Frank Barat, activiste, producteur et écrivain a réuni en 2014 deux penseurs pro palestiniens, Noam Chomsky et Ilan Pappé pour échanger autour de la cause palestinienne et du conflit avec Israël.

Dans la tourmente de l'actualité sur la bande de Gaza et de ses répercussions sur notre sol, j'avais besoin d'y voir plus clair car les médias donnent souvent une vision parcellaire de la situation sans aller à l'origine historique du conflit.



Autant le dire tout net, ce texte est orienté : « l'histoire de la Palestine n'a rien de très original: des colons européens s'établissent en terre étrangère puis en expulsent la population autochtone ou lui infligent un génocide ». Le régime israélien est comparé souvent à l'apartheid de l'Afrique du Sud. Pour Noam Chomsky, «  le projet d'État juif est une aberration. Une fois l'État institué, tout citoyen qui y vit est un citoyen de l'État. Tout citoyen français, quel qu'il soit, est un Français. Par conséquent, quiconque vit en Israël devrait être un citoyen israélien, et non un juif. C'est pourquoi la notion d'État juif est une aberration totale. Elle n'a pas d'analogue dans le monde moderne. Les raisons pour lesquelles on devrait la rejeter sautent aux yeux ».



Lire ce texte dix ans après son écriture montre à quel point non seulement rien n'a changé mais que la situation a empiré. Processus de paix, accords d'Oslo, Intifadas, roquettes du Hamas sur Israël, riposte sanglante de Tsahal, un même scénario se reproduit comme d'inéluctables secousses sismiques.

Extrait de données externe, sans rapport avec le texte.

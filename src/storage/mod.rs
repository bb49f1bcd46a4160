//! Store client for product rows.
//!
//! The handler never talks to a driver directly. It acquires a scoped
//! [`StoreSession`] from a [`StoreConnector`], runs one statement, and lets the
//! session drop. Statement faults are turned into status codes by the session
//! so the handler only ever sees data.
//!
//! ## Backends
//!
//! - `KeyspacesConnector` (feature: keyspaces) - Amazon Keyspaces over TLS + SigV4
//! - `MockConnector` - in-memory rows for tests

use std::fmt;

use async_trait::async_trait;

use crate::mutation::Product;

mod session;

#[cfg(feature = "keyspaces")]
pub mod keyspaces;
#[cfg(any(test, feature = "test-utils"))]
pub mod mock;

pub use session::StoreSession;

/// Errors that can occur during store operations.
#[derive(Debug, thiserror::Error)]
pub enum StoreError {
    #[error("Invalid CQL identifier: {0:?}")]
    InvalidIdentifier(String),

    #[error("Product {0} is missing product_name or product_description")]
    MissingAttributes(i32),

    #[error("Connection failed: {0}")]
    Connection(String),

    #[error("Statement failed: {0}")]
    Statement(String),

    #[error("Certificate error: {0}")]
    Certificate(String),

    #[error("IO error: {0}")]
    Io(#[from] std::io::Error),
}

/// Result type for store operations.
pub type Result<T> = std::result::Result<T, StoreError>;

/// Fully-qualified table identifier, rendered as `<keyspace>.<table>`.
///
/// Identifiers are the only part of a statement not bound as parameters, so
/// they are restricted to `[A-Za-z0-9_]`.
#[derive(Debug, Clone, PartialEq, Eq)]
pub struct TableRef {
    keyspace: String,
    table: String,
}

impl TableRef {
    pub fn new(keyspace: impl Into<String>, table: impl Into<String>) -> Result<Self> {
        let keyspace = keyspace.into();
        let table = table.into();
        for ident in [&keyspace, &table] {
            if !is_identifier(ident) {
                return Err(StoreError::InvalidIdentifier(ident.clone()));
            }
        }
        Ok(Self { keyspace, table })
    }

    pub fn keyspace(&self) -> &str {
        &self.keyspace
    }

    pub fn table(&self) -> &str {
        &self.table
    }
}

impl fmt::Display for TableRef {
    fn fmt(&self, f: &mut fmt::Formatter<'_>) -> fmt::Result {
        write!(f, "{}.{}", self.keyspace, self.table)
    }
}

fn is_identifier(s: &str) -> bool {
    !s.is_empty() && s.chars().all(|c| c.is_ascii_alphanumeric() || c == '_')
}

/// Parameterized write primitives against the product table.
///
/// Semantics follow the store: insert and update are both upserts, and
/// deleting an absent key succeeds.
#[async_trait]
pub trait ProductStore: Send + Sync {
    /// Write all three columns unconditionally.
    async fn insert(&self, table: &TableRef, product: &Product) -> Result<()>;

    /// Set name and description for `product_id` (creates the row if absent).
    async fn update(&self, table: &TableRef, product: &Product) -> Result<()>;

    /// Remove the row for `product_id`.
    async fn delete(&self, table: &TableRef, product: &Product) -> Result<()>;
}

/// Source of scoped store sessions.
#[async_trait]
pub trait StoreConnector: Send + Sync {
    /// Acquire a session. The session is released when dropped.
    async fn connect(&self) -> Result<StoreSession>;
}
//! Unified outcome returned to the caller.

use std::collections::BTreeMap;

use http::StatusCode;
use serde::{Deserialize, Serialize};

/// Content type of every response body.
pub const CONTENT_TYPE_JSON: &str = "application/json";

/// Combined result of the store write and (when attempted) the ingestion forward.
#[derive(Debug, Clone, PartialEq, Eq)]
pub struct MutationOutcome {
    pub status_code: StatusCode,
    pub message: String,
}

/// `{"message": ...}`
#[derive(Debug, Clone, PartialEq, Eq, Serialize, Deserialize)]
pub struct MessageBody {
    pub message: String,
}

/// Gateway proxy response shape.
#[derive(Debug, Clone, PartialEq, Eq, Serialize, Deserialize)]
#[serde(rename_all = "camelCase")]
pub struct ProxyResponse {
    pub status_code: u16,
    pub headers: BTreeMap<String, String>,
    pub body: String,
}

impl MutationOutcome {
    pub fn new(status_code: StatusCode, message: impl Into<String>) -> Self {
        Self {
            status_code,
            message: message.into(),
        }
    }

    pub fn ok(message: impl Into<String>) -> Self {
        Self::new(StatusCode::OK, message)
    }

    pub fn failed(message: impl Into<String>) -> Self {
        Self::new(StatusCode::INTERNAL_SERVER_ERROR, message)
    }

    pub fn is_success(&self) -> bool {
        self.status_code == StatusCode::OK
    }

    /// Serialized `{"message": ...}` body.
    pub fn body_json(&self) -> String {
        serde_json::json!({ "message": self.message }).to_string()
    }

    pub fn into_proxy_response(self) -> ProxyResponse {
        let body = self.body_json();
        ProxyResponse {
            status_code: self.status_code.as_u16(),
            headers: BTreeMap::from([("Content-Type".to_string(), CONTENT_TYPE_JSON.to_string())]),
            body,
        }
    }
}

#[cfg(test)]
mod tests {
    use super::*;

    #[test]
    fn test_proxy_response_shape() {
        let response = MutationOutcome::ok("done").into_proxy_response();
        let value = serde_json::to_value(&response).unwrap();

        assert_eq!(value["statusCode"], 200);
        assert_eq!(value["headers"]["Content-Type"], "application/json");

        let body: MessageBody = serde_json::from_str(value["body"].as_str().unwrap()).unwrap();
        assert_eq!(body.message, "done");
    }

    #[test]
    fn test_body_escapes_message() {
        let outcome = MutationOutcome::failed(r#"Ingestion failed for {"a":"b"}."#);
        let body: MessageBody = serde_json::from_str(&outcome.body_json()).unwrap();
        assert_eq!(body.message, r#"Ingestion failed for {"a":"b"}."#);
        assert!(!outcome.is_success());
    }
}
//! SigV4-signed HTTP client for OpenSearch Ingestion.

use std::time::{Duration, SystemTime};

use async_trait::async_trait;
use aws_sigv4::http_request::{sign, SignableBody, SignableRequest, SigningSettings};
use aws_sigv4::sign::v4;
use aws_smithy_runtime_api::client::identity::Identity;
use reqwest::header::CONTENT_TYPE;
use reqwest::Client;
use tracing::{debug, info, warn};

use super::{IngestionEnvelope, IngestionError, IngestionSink, SinkResponse};
use crate::config::IngestionConfig;
use crate::signing::{CredentialScope, IngestionNamespace};

/// Pipeline path appended to the ingestion endpoint host.
pub const INGESTION_PATH: &str = "/product-pipeline/test_ingestion_path";

const CONTENT_TYPE_JSON: &str = "application/json";

/// Build the pipeline URL. Endpoints without a scheme are treated as HTTPS hosts.
pub fn pipeline_url(endpoint: &str, path: &str) -> String {
    let endpoint = endpoint.trim().trim_end_matches('/');
    let base = if endpoint.starts_with("https://") || endpoint.starts_with("http://") {
        endpoint.to_string()
    } else {
        format!("https://{}", endpoint)
    };
    if path.starts_with('/') {
        format!("{}{}", base, path)
    } else {
        format!("{}/{}", base, path)
    }
}

/// Posts envelopes to the pipeline, signed for the `osis` service.
pub struct HttpIngestionClient {
    client: Client,
    url: String,
    scope: CredentialScope<IngestionNamespace>,
}

impl HttpIngestionClient {
    pub fn new(
        config: &IngestionConfig,
        scope: CredentialScope<IngestionNamespace>,
    ) -> Result<Self, IngestionError> {
        if config.endpoint.trim().is_empty() {
            return Err(IngestionError::Config(
                "ingestion endpoint not configured".to_string(),
            ));
        }

        let client = Client::builder()
            .timeout(Duration::from_secs(config.timeout_secs))
            .build()?;

        Ok(Self {
            client,
            url: pipeline_url(&config.endpoint, &config.path),
            scope,
        })
    }

    pub fn url(&self) -> &str {
        &self.url
    }

    /// SigV4 headers for a POST of `body` to the pipeline URL.
    async fn signature_headers(
        &self,
        body: &[u8],
    ) -> Result<Vec<(String, String)>, IngestionError> {
        let identity: Identity = self.scope.credentials().await?.into();

        let params = v4::SigningParams::builder()
            .identity(&identity)
            .region(self.scope.region())
            .name(self.scope.service())
            .time(SystemTime::now())
            .settings(SigningSettings::default())
            .build()
            .map_err(|e| IngestionError::Signing(e.to_string()))?
            .into();

        let headers = [(CONTENT_TYPE.as_str(), CONTENT_TYPE_JSON)];
        let request = SignableRequest::new(
            "POST",
            self.url.as_str(),
            headers.into_iter(),
            SignableBody::Bytes(body),
        )
        .map_err(|e| IngestionError::Signing(e.to_string()))?;

        let (instructions, _signature) = sign(request, &params)
            .map_err(|e| IngestionError::Signing(e.to_string()))?
            .into_parts();

        Ok(instructions
            .headers()
            .map(|(name, value)| (name.to_string(), value.to_string()))
            .collect())
    }
}

#[async_trait]
impl IngestionSink for HttpIngestionClient {
    async fn forward(&self, envelope: &IngestionEnvelope) -> Result<SinkResponse, IngestionError> {
        let body = serde_json::to_vec(envelope)?;
        let signature = self.signature_headers(&body).await?;

        let mut request = self
            .client
            .post(&self.url)
            .header(CONTENT_TYPE, CONTENT_TYPE_JSON);
        for (name, value) in signature {
            request = request.header(name, value);
        }

        debug!(url = %self.url, records = envelope.records().len(), "Forwarding to ingestion pipeline");
        let response = request.body(body).send().await?;

        let status = response.status();
        let body = response.text().await.unwrap_or_default();
        let response = SinkResponse { status, body };

        if response.is_accepted() {
            info!(url = %self.url, status = %status, response = %response.body, "Ingestion forward accepted");
        } else {
            warn!(url = %self.url, status = %status, response = %response.body, "Ingestion forward not accepted");
        }

        Ok(response)
    }

    fn name(&self) -> &str {
        "osis-http"
    }
}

Quelques idées que je retiens :



- le sionisme est un colonialisme

- toute critique d'Israël, même modérée, est perçue par l'État comme relevant de l'antisémitisme.

- les auteurs ne se font aucune illusion quant à l'adoption éventuelle d'une stratégie palestinienne cohérente et unifiée

- de même qu'ils ne croient pas à un revirement de la politique d'Israël car transformer la société juive israélienne de l'intérieur nécessiterait plusieurs générations.

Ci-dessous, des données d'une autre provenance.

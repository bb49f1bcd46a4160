//! Gateway proxy integration.
//!
//! The gateway hands over the request body as a string (possibly absent) and
//! expects a `{statusCode, headers, body}` response.

use serde::Deserialize;
use tracing::debug;

use crate::handler::{MutationHandler, ProxyResponse};

/// Subset of a gateway proxy event the handler needs.
#[derive(Debug, Clone, Default, Deserialize)]
pub struct ProxyEvent {
    #[serde(default)]
    pub body: Option<String>,
}

/// Run one proxy event through the handler.
pub async fn handle_proxy_event(handler: &MutationHandler, event: ProxyEvent) -> ProxyResponse {
    debug!(has_body = event.body.is_some(), "Received proxy event");
    handler
        .handle_raw(event.body.as_deref())
        .await
        .into_proxy_response()
}
//! Recording sink for testing.

use async_trait::async_trait;
use http::StatusCode;
use tokio::sync::RwLock;

use super::{IngestionEnvelope, IngestionError, IngestionSink, SinkResponse};

/// Records every forwarded envelope and answers with a configurable status.
pub struct MockIngestionSink {
    forwarded: RwLock<Vec<IngestionEnvelope>>,
    status: RwLock<StatusCode>,
    fail_transport: RwLock<bool>,
}

impl Default for MockIngestionSink {
    fn default() -> Self {
        Self {
            forwarded: RwLock::new(Vec::new()),
            status: RwLock::new(StatusCode::OK),
            fail_transport: RwLock::new(false),
        }
    }
}

impl MockIngestionSink {
    pub fn new() -> Self {
        Self::default()
    }

    /// Status returned by subsequent forwards.
    pub async fn set_status(&self, status: StatusCode) {
        *self.status.write().await = status;
    }

    /// Make subsequent forwards fail before reaching the pipeline.
    pub async fn set_fail_transport(&self, fail: bool) {
        *self.fail_transport.write().await = fail;
    }

    pub async fn forwarded(&self) -> Vec<IngestionEnvelope> {
        self.forwarded.read().await.clone()
    }

    pub async fn forward_count(&self) -> usize {
        self.forwarded.read().await.len()
    }
}

#[async_trait]
impl IngestionSink for MockIngestionSink {
    async fn forward(&self, envelope: &IngestionEnvelope) -> Result<SinkResponse, IngestionError> {
        self.forwarded.write().await.push(envelope.clone());

        if *self.fail_transport.read().await {
            return Err(IngestionError::Unavailable(
                "injected transport failure".to_string(),
            ));
        }

        let status = *self.status.read().await;
        Ok(SinkResponse {
            status,
            body: format!("{{\"status\":{}}}", status.as_u16()),
        })
    }

    fn name(&self) -> &str {
        "mock"
    }
}
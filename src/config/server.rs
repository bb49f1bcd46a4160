//! Inbound HTTP server configuration.

use serde::Deserialize;

/// Server configuration.
#[derive(Debug, Clone, Deserialize)]
#[serde(default)]
pub struct ServerConfig {
    /// Host to bind to.
    pub host: String,
    /// Port for the mutation API.
    pub port: u16,
}

impl Default for ServerConfig {
    fn default() -> Self {
        Self {
            host: "0.0.0.0".to_string(),
            port: 8080,
        }
    }
}

impl ServerConfig {
    pub fn bind_addr(&self) -> String {
        format!("{}:{}", self.host, self.port)
    }
}
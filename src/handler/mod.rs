//! Mutation handler: validate, write, then propagate.
//!
//! The ordering is the correctness contract. Ingestion is attempted only after
//! the store acknowledged the write with 200, and an ingestion failure never
//! rolls the write back. Store and index may therefore drift until the caller
//! retries; a retry after a successful write forwards again (at-least-once).

mod outcome;

#[cfg(test)]
mod tests;

pub use outcome::{MessageBody, MutationOutcome, ProxyResponse, CONTENT_TYPE_JSON};

use std::sync::Arc;

use http::StatusCode;
use serde_json::Value;
use tracing::{error, info, warn};

use crate::ingestion::{IngestionEnvelope, IngestionSink};
use crate::mutation::{decode_body, MutationRequest, ValidationError};
use crate::storage::{StoreConnector, TableRef};

/// Drives one mutation from request to unified outcome.
pub struct MutationHandler {
    connector: Arc<dyn StoreConnector>,
    sink: Arc<dyn IngestionSink>,
    table: TableRef,
}

impl MutationHandler {
    pub fn new(
        connector: Arc<dyn StoreConnector>,
        sink: Arc<dyn IngestionSink>,
        table: TableRef,
    ) -> Self {
        Self {
            connector,
            sink,
            table,
        }
    }

    pub fn table(&self) -> &TableRef {
        &self.table
    }

    /// Handle an undecoded request body.
    pub async fn handle_raw(&self, body: Option<&str>) -> MutationOutcome {
        match decode_body(body) {
            Ok(value) => self.handle(value).await,
            Err(e) => Self::rejected(e),
        }
    }

    /// Handle a decoded request body.
    pub async fn handle(&self, body: Value) -> MutationOutcome {
        let request = match MutationRequest::from_value(body) {
            Ok(request) => request,
            Err(e) => return Self::rejected(e),
        };

        info!(
            operation = %request.operation(),
            product_id = request.product().product_id,
            "Received mutation"
        );

        let store_status = self.apply(&request).await;
        if store_status != StatusCode::OK {
            return MutationOutcome::new(
                store_status,
                format!("Keyspace {} operation failed.", request.operation()),
            );
        }

        self.propagate(&request).await
    }

    /// Write to the store inside one scoped session.
    ///
    /// The session is dropped before this returns, so it is released before
    /// any ingestion traffic starts.
    async fn apply(&self, request: &MutationRequest) -> StatusCode {
        let session = match self.connector.connect().await {
            Ok(session) => session,
            Err(e) => {
                error!(
                    operation = %request.operation(),
                    error = %e,
                    "Failed to open Keyspaces session"
                );
                return StatusCode::INTERNAL_SERVER_ERROR;
            }
        };

        session
            .execute(request.operation(), &self.table, request.product())
            .await
    }

    /// Forward the received body to ingestion and compose the final outcome.
    async fn propagate(&self, request: &MutationRequest) -> MutationOutcome {
        let body = request.body();
        let envelope = IngestionEnvelope::single(request.raw().clone());

        match self.sink.forward(&envelope).await {
            Ok(response) if response.is_accepted() => {
                MutationOutcome::ok(format!("Ingestion completed successfully for {}.", body))
            }
            Ok(response) => {
                warn!(
                    sink = %self.sink.name(),
                    status = %response.status,
                    response = %response.body,
                    operation = %request.operation(),
                    "Ingestion rejected mutation after successful write"
                );
                MutationOutcome::failed(format!("Ingestion failed for {}.", body))
            }
            Err(e) => {
                error!(
                    sink = %self.sink.name(),
                    error = %e,
                    operation = %request.operation(),
                    "Ingestion forward failed after successful write"
                );
                MutationOutcome::failed(format!("Ingestion failed for {}.", body))
            }
        }
    }

    fn rejected(e: ValidationError) -> MutationOutcome {
        error!(reason = %e.reason(), body = %e.body(), "Invalid payload");
        MutationOutcome::failed(e.to_string())
    }
}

- Il faut donc que la pacification de la zone vienne de la communauté internationale.

- Et plus particulièrement de la politique étrangère des États-Unis.

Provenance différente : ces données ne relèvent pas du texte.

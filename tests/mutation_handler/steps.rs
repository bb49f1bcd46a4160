//! Mutation handler step definitions.

use std::fmt;
use std::sync::Arc;

use catalog_sync::handler::{MutationHandler, MutationOutcome};
use catalog_sync::ingestion::mock::MockIngestionSink;
use catalog_sync::storage::mock::MockConnector;
use catalog_sync::storage::TableRef;
use cucumber::{gherkin::Step, given, then, when, World};
use http::StatusCode;
use serde_json::Value;

/// Test context for mutation scenarios.
#[derive(World)]
#[world(init = Self::new)]
pub struct MutationWorld {
    connector: Arc<MockConnector>,
    sink: Arc<MockIngestionSink>,
    handler: MutationHandler,
    last_body: Option<String>,
    last_outcome: Option<MutationOutcome>,
}

impl fmt::Debug for MutationWorld {
    fn fmt(&self, f: &mut fmt::Formatter<'_>) -> fmt::Result {
        f.debug_struct("MutationWorld")
            .field("table", self.handler.table())
            .field("last_body", &self.last_body)
            .field("last_outcome", &self.last_outcome)
            .finish()
    }
}

impl MutationWorld {
    fn new() -> Self {
        let connector = Arc::new(MockConnector::new());
        let sink = Arc::new(MockIngestionSink::new());
        let table = TableRef::new("productsearch", "product_by_item")
            .expect("valid table reference");
        let handler = MutationHandler::new(connector.clone(), sink.clone(), table);
        Self {
            connector,
            sink,
            handler,
            last_body: None,
            last_outcome: None,
        }
    }

    fn outcome(&self) -> &MutationOutcome {
        self.last_outcome
            .as_ref()
            .expect("No mutation has been submitted")
    }

    fn last_body_json(&self) -> Value {
        let body = self.last_body.as_deref().expect("No body submitted");
        serde_json::from_str(body).expect("Submitted body is JSON")
    }

    async fn submit(&mut self, body: Option<String>) {
        let outcome = self.handler.handle_raw(body.as_deref()).await;
        self.last_body = body;
        self.last_outcome = Some(outcome);
    }
}

fn docstring(step: &Step) -> String {
    step.docstring
        .as_ref()
        .expect("Step requires a docstring")
        .trim()
        .to_string()
}

// --- Given steps ---

#[given("an empty product table")]
async fn given_empty_table(world: &mut MutationWorld) {
    assert_eq!(world.connector.store().row_count().await, 0);
}

#[given("the store rejects writes")]
async fn given_store_rejects_writes(world: &mut MutationWorld) {
    world.connector.store().set_fail_on_write(true);
}

#[given("the store is unreachable")]
async fn given_store_unreachable(world: &mut MutationWorld) {
    world.connector.set_fail_on_connect(true);
}

#[given(expr = "the ingestion pipeline responds with status {int}")]
async fn given_pipeline_status(world: &mut MutationWorld, status: u16) {
    let status = StatusCode::from_u16(status).expect("valid status code");
    world.sink.set_status(status).await;
}

#[given("the ingestion pipeline is unreachable")]
async fn given_pipeline_unreachable(world: &mut MutationWorld) {
    world.sink.set_fail_transport(true).await;
}

// --- When steps ---

#[when("I submit the mutation:")]
async fn when_submit(world: &mut MutationWorld, step: &Step) {
    let body = docstring(step);
    world.submit(Some(body)).await;
}

#[when("I submit the same mutation again")]
async fn when_submit_again(world: &mut MutationWorld) {
    let body = world.last_body.clone();
    world.submit(body).await;
}

#[when("I submit a request without a body")]
async fn when_submit_without_body(world: &mut MutationWorld) {
    world.submit(None).await;
}

// --- Then steps ---

#[then(expr = "the response status is {int}")]
async fn then_status(world: &mut MutationWorld, status: u16) {
    assert_eq!(world.outcome().status_code.as_u16(), status);
}

#[then("the response reports ingestion success for the submitted body")]
async fn then_ingestion_success(world: &mut MutationWorld) {
    let expected = format!(
        "Ingestion completed successfully for {}.",
        world.last_body_json()
    );
    assert_eq!(world.outcome().message, expected);
}

#[then("the response reports ingestion failure for the submitted body")]
async fn then_ingestion_failure(world: &mut MutationWorld) {
    let expected = format!("Ingestion failed for {}.", world.last_body_json());
    assert_eq!(world.outcome().message, expected);
}

#[then(expr = "the response message is {string}")]
async fn then_message(world: &mut MutationWorld, message: String) {
    assert_eq!(world.outcome().message, message);
}

#[then(expr = "the response message starts with {string}")]
async fn then_message_prefix(world: &mut MutationWorld, prefix: String) {
    let message = &world.outcome().message;
    assert!(
        message.starts_with(&prefix),
        "expected {:?} to start with {:?}",
        message,
        prefix
    );
}

#[then(expr = "product {int} is stored with name {string}")]
async fn then_product_stored(world: &mut MutationWorld, product_id: i32, name: String) {
    let row = world
        .connector
        .store()
        .row(world.handler.table(), product_id)
        .await
        .unwrap_or_else(|| panic!("product {} not stored", product_id));
    assert_eq!(row.product_name, name);
}

#[then(expr = "product {int} is not stored")]
async fn then_product_absent(world: &mut MutationWorld, product_id: i32) {
    let row = world
        .connector
        .store()
        .row(world.handler.table(), product_id)
        .await;
    assert!(row.is_none(), "product {} unexpectedly stored", product_id);
}

#[then("the store was not contacted")]
async fn then_store_untouched(world: &mut MutationWorld) {
    assert_eq!(world.connector.connect_count(), 0);
    assert_eq!(world.connector.store().write_count(), 0);
}

#[then(expr = "{int} mutation(s) was/were forwarded to ingestion")]
async fn then_forward_count(world: &mut MutationWorld, count: usize) {
    assert_eq!(world.sink.forward_count().await, count);
}

#[then("the last forwarded batch holds exactly the submitted body")]
async fn then_forwarded_body(world: &mut MutationWorld) {
    let forwarded = world.sink.forwarded().await;
    let last = forwarded.last().expect("nothing forwarded");
    assert_eq!(last.records(), &[world.last_body_json()]);
}

#[then("no store session remains open")]
async fn then_sessions_closed(world: &mut MutationWorld) {
    assert_eq!(world.connector.open_sessions(), 0);
}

- S'il respectait le droit international, Israël ne verrait pas sa sécurité menacée; celle-ci serait même fort probablement renforcée.



Les passages sur les solutions à un état ou à deux états m'ont un peu perdu car trop techniques.



Il n'en reste pas moins que ce fut une lecture très édifiante qui tranche assez radicalement avec la manière dont les chaînes d'info présentent ce conflit. La vie d'un enfant est précieuse, qu'il soit israélien ou palestinien.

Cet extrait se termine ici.